Berbagai dukungan dari elemen organisasi, individu, dan LSM, meruapakan upaya bagi para Petani Pulau Padang untuk menempuh proses legal dalam perjuangannya. Kurang lebih delapan belas kali aksi yang dilakukan di tingkat lokal seperti Desa, Kecamatan, DPRD dan Kantor Bupati berjalan dengan damai. Para Petani dan Serikat Tani Riau bahkan telah mendatangi instansi lain di Jakarta, seperti Kementerian Lingkungan Hidup, Kedubes Norwegia, dan Komnas HAM. Kementrian Lingkungan hingga kedutaan Besar Norwegia, semuanya dengan aksi damai.

Namun, saat ini tindakan aparat kepolsian di Pulau Padang justru mengambil keputusan kontra-produktif dengan mengisolasi aktivitas warga dan merepresif kehidupan warga dan jauh dari uapaya pemulihan situasi yang kondusif di Desa. Tindakan ini, sekaligus menunjukkan bahwa aparat kepolisian bertindak tidak objektif dan netral.

Semestinya, kepolisian jangan hanya mendesak masyarakat untuk menciptakan situasi kondusif, tetapi, membiarkan PT.RAPP melanggar aturan yang ada dan tidak mematuhi rekomendasi Komnas HAM. Karena, yang mendorong rakyat Pulau Padang melakukan protes bersumber dari keberadaan PT.RAPP.

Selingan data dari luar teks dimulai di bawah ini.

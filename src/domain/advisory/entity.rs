//! Advisory entries and their localized texts

use std::collections::BTreeMap;

use serde::{Deserialize, Serialize};

/// Advisory bundle for one crop, keyed by lower-cased crop label
#[derive(Debug, Clone, Serialize, Deserialize)]
pub struct AdvisoryEntry {
    /// Image reference shown next to the advice
    pub image: String,

    /// Interesting fact, per language
    pub facts: BTreeMap<String, String>,

    /// Growing tip, per language
    pub tips: BTreeMap<String, String>,

    /// Suggestion to improve yield, per language
    pub suggestions: BTreeMap<String, String>,
}

impl AdvisoryEntry {
    /// Resolve the fact/tip/suggestion triple for one language
    pub fn localize(&self, language: &str) -> Option<LocalizedAdvice> {
        Some(LocalizedAdvice {
            image: self.image.clone(),
            fact: self.facts.get(language)?.clone(),
            tip: self.tips.get(language)?.clone(),
            suggestion: self.suggestions.get(language)?.clone(),
        })
    }

    /// Languages for which at least one of the three texts is missing
    pub fn missing_languages<'a>(&self, languages: &'a [String]) -> Vec<&'a str> {
        languages
            .iter()
            .filter(|lang| {
                !(self.facts.contains_key(*lang)
                    && self.tips.contains_key(*lang)
                    && self.suggestions.contains_key(*lang))
            })
            .map(String::as_str)
            .collect()
    }
}

/// Advice rendered for the active language
#[derive(Debug, Clone, PartialEq, Eq, Serialize, Deserialize)]
pub struct LocalizedAdvice {
    pub image: String,
    pub fact: String,
    pub tip: String,
    pub suggestion: String,
}

/// Outcome of looking a predicted label up in the knowledge base
#[derive(Debug, Clone, PartialEq, Eq)]
pub enum AdvisoryLookup {
    Found(LocalizedAdvice),
    Unavailable,
}

impl AdvisoryLookup {
    pub fn is_unavailable(&self) -> bool {
        matches!(self, Self::Unavailable)
    }
}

Jika dilihat, peristiwa yang terjadi di Pulau Padang, maka yang paling bertanggung jawab adalah Menteri Kehutanan Zulkifli Hasan. Dengan terbitnya SK Menhut No.327 tahun 2009 yang menambahkan luas areal PT. RAPP dari semula 235.140 Ha di tahun 2004 menjadi 350.167 Ha di tahun 2009, dikawasan gambut.

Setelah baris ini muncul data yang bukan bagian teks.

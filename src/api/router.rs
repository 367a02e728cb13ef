use axum::{middleware, routing::get, Router};
use tower_http::trace::TraceLayer;

use super::health;
use super::middleware::logging_middleware;
use super::state::AppState;
use super::v1;

/// The full service router
pub fn create_router_with_state(state: AppState) -> Router {
    Router::new()
        .route("/health", get(health::health_check))
        .route("/ready", get(health::ready_check))
        .route("/live", get(health::live_check))
        .nest("/v1", v1::create_v1_router())
        .with_state(state)
        .layer(middleware::from_fn(logging_middleware))
        .layer(TraceLayer::new_for_http())
}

Pemerintahan SBY-Budiono juga tidak pernah tanggap terhadap konflik-konflik tanah dan perusahaan yang hampir terjadi disetiap daerah di Indonesia. Pemerintahan SBY-Budiono lebih mementingkan penjualan lahan dan bahan baku melalui investasi asing, ketimbang melindungi sektor produktif rakyat. Sungguh aneh, jika keberadaan perusahaan bubur kertas milik Sukanto Tanoto ini malah di lindungi, yang justru menjadi malapetakan bagi tenaga produktif rakyat dan mengancam masa depan masyarakat Pulau Padang.

Karena itu, kami dari Serikat Tani Riau (STR) mengajak kepada seluruh rakyat Pulau Padang untuk merapatkan kembali barisan perjuangannya melawan penindasan, melawan eksploitation de I'homme par I'homme.*

Muhammad Riduan, Ketua STR Kepulauan Meranti.